BACKGROUND & PURPOSE: 4-factor prothrombin complex concentrate (4FPCC) is used off-label for factor Xa (FXa) inhibitor-associated intracranial hemorrhage (ICH). Guideline recommendations provide various 4FPCC dosing regimens for FXa inhibitor reversal in this setting. We evaluated 4FPCC weight-based dosing and outcomes in FXa inhibitor-associated ICH.

METHODS

We conducted a multi-center, retrospective, cohort study of ICH patients between July 2017 and February 2020. Patients were greater than 18 years of age, received 4FPCC, and were taking apixaban, rivaroxaban, or edoxaban. Patients were separated into high- (≥35 units/kg) or low-dose (<35 units/kg) 4FPCC groups. The primary outcome was hemostasis achievement. Secondary outcomes included in-hospital mortality, intensive care unit and hospital length of stay, discharge disposition, and thrombotic events. Outcomes were evaluated with binary logistic regression.

RESULTS

Of 390 patients identified, 89 were included with 74 and 15 in the high- vs low-dose groups, respectively. Mean (SD) age was 76.6 (±10.8) years. Most were taking a FXa inhibitor for atrial fibrillation (76.4%) and apixaban was the most common FXa inhibitor (65.2%). Hemostasis achievement was greater in the high- vs low-dose group (89.2% vs 46.7%; OR 11.2; 95% CI 2.4-52.6, P = 0.002).

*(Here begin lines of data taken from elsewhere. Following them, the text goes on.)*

//! Solving and reducing constraint spaces.
//!
//! [`ac3`] tightens a space's domains to the arc-consistent fixed point;
//! [`solve`] lazily enumerates the solutions of a discrete space by
//! chronological backtracking, optionally with AC-3 lookahead at every
//! assignment.

pub mod ac3;
pub mod error;
pub mod search;

pub use ac3::ac3;
pub use error::SolveError;
pub use search::{solve, Method, Solutions};
//! One-dimensional set algebra and the domain sum type.
//!
//! The engine represents sets of real numbers as canonical unions of
//! disjoint intervals ([`IntervalSet`]) and sets of discrete values as
//! finite collections with a symbolic universe ([`DiscreteSet`]).
//! [`Domain`] is the tagged union over both kinds; [`Patch`] and
//! [`PatchSet`] lift the algebra to multidimensional regions.

pub mod discrete_set;
pub mod domain;
pub mod error;
pub mod interval;
pub mod interval_set;
pub mod patch;
pub mod value;

pub use discrete_set::DiscreteSet;
pub use domain::{Domain, DomainKind};
pub use error::SetError;
pub use interval::Interval;
pub use interval_set::IntervalSet;
pub use patch::{Patch, PatchSet};
pub use value::Value;
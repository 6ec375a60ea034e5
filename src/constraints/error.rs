use thiserror::Error;

use crate::sets::{SetError, Value};
use crate::Name;

/// Errors raised while constructing constraints.
#[derive(Debug, Error, Clone, PartialEq)]
pub enum ConstraintError {
    /// The value handed to a constructor lies outside the variable's
    /// declared domain.
    #[error("value {value} is incompatible with the domain of {variable}")]
    DomainMismatch { variable: Name, value: Value },

    /// An underlying set operation was illegal (typically mixing
    /// discrete and continuous domains).
    #[error(transparent)]
    Set(#[from] SetError),
}
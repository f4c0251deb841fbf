//! Spans - selections in source code
//!
//! Each piece of input takes up some space, it's not just a point like a
//! [`Caret`], but a selection with a beginning and end which might span across
//! lines or even be empty.

use std::cmp::{max, min};
use std::fmt;

use crate::caret::Caret;

/// A contiguous span between two carets in a source document. The span is
/// _inclusive_, in that the span of "the" is between the `|`s in "|the|", i.e.
/// it's between 0 and _3_, even though `e` is character _2_.
#[derive(Clone, Debug, Default, Copy, Eq, Hash, PartialEq)]
pub struct Span {
    start: Caret,
    end: Caret,
}

impl Span {
    /// Return a new span over the two carets.
    ///
    /// The carets do not need to be sorted.
    pub fn new(l1: Caret, l2: Caret) -> Self {
        let start = min(l1, l2);
        let end = max(l1, l2);
        Self { start, end }
    }

    /// The span covering the bytes `start..end` of `input`.
    pub fn from_offsets(input: &str, start: usize, end: usize) -> Self {
        Span::new(Caret::from_offset(input, start), Caret::from_offset(input, end))
    }

    /// Where the span starts.
    pub fn start(&self) -> Caret {
        self.start
    }

    /// Where the span ends.
    pub fn end(&self) -> Caret {
        self.end
    }

    /// Is this span zero-width?
    pub fn is_empty(&self) -> bool {
        self.start == self.end
    }

    /// The intersection of two ranges, if they overlap, and [`None`] if they do
    /// not overlap.
    pub fn intersection(&self, other: Span) -> Option<Span> {
        let lower_end = min(self.end(), other.end());
        let higher_start = max(self.start(), other.start());

        if lower_end > higher_start {
            Some(Span::new(higher_start, lower_end))
        } else {
            None
        }
    }
}

impl ::std::ops::Add for Span {
    type Output = Self;

    /// Adding spans returns a new span which covers all of each of the spans
    /// given (and any characters in between.)
    ///
    /// This operation commutes, but has no identity.
    fn add(self, other: Self) -> Self {
        let start = min(self.start, other.start);
        let end = max(self.end, other.end);
        Self::new(start, end)
    }
}

impl fmt::Display for Span {
    fn fmt(&self, f: &mut fmt::Formatter) -> fmt::Result {
        write!(f, "{}-{}", self.start, self.end)
    }
}

#[cfg(test)]
mod test {
    use super::*;
    #[test]
    fn span_caret_order() {
        let l = Caret::new(2, 200);
        let r = Caret::new(10, 100);
        assert_eq!(Span::new(l, r), Span::new(r, l));
    }
    #[test]
    fn span_over() {
        let l = Span::new(Caret::new(2, 200), Caret::new(10, 100));
        let r = Span::new(Caret::new(0, 0), Caret::new(0, 100));
        assert_eq!(l + r, Span::new(Caret::new(0, 0), Caret::new(10, 100)))
    }
    #[test]
    fn inner_span() {
        let l = Span::new(Caret::new(0, 0), Caret::new(100, 100));
        let r = Span::new(Caret::new(0, 0), Caret::new(10, 10));
        assert_eq!(l + r, l);
    }
    #[test]
    fn span_from_offsets() {
        let span = Span::from_offsets("a\nbcd", 3, 5);
        assert_eq!(span.start(), Caret::new(1, 1));
        assert_eq!(span.end(), Caret::new(1, 3));
        assert!(!span.is_empty());
    }
}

Thrombotic events were 8.2% and 6.7% in the high vs low-dose groups, respectively (OR 0.8; 95% CI 0.08-8.2, P = 0.87). No statistically significant differences were found in secondary outcomes.

CONCLUSION

In patients with FXa inhibitor-associated ICH, high-dose 4FPCC was associated with increased odds of hemostasis achievement. There was no difference in thrombotic events.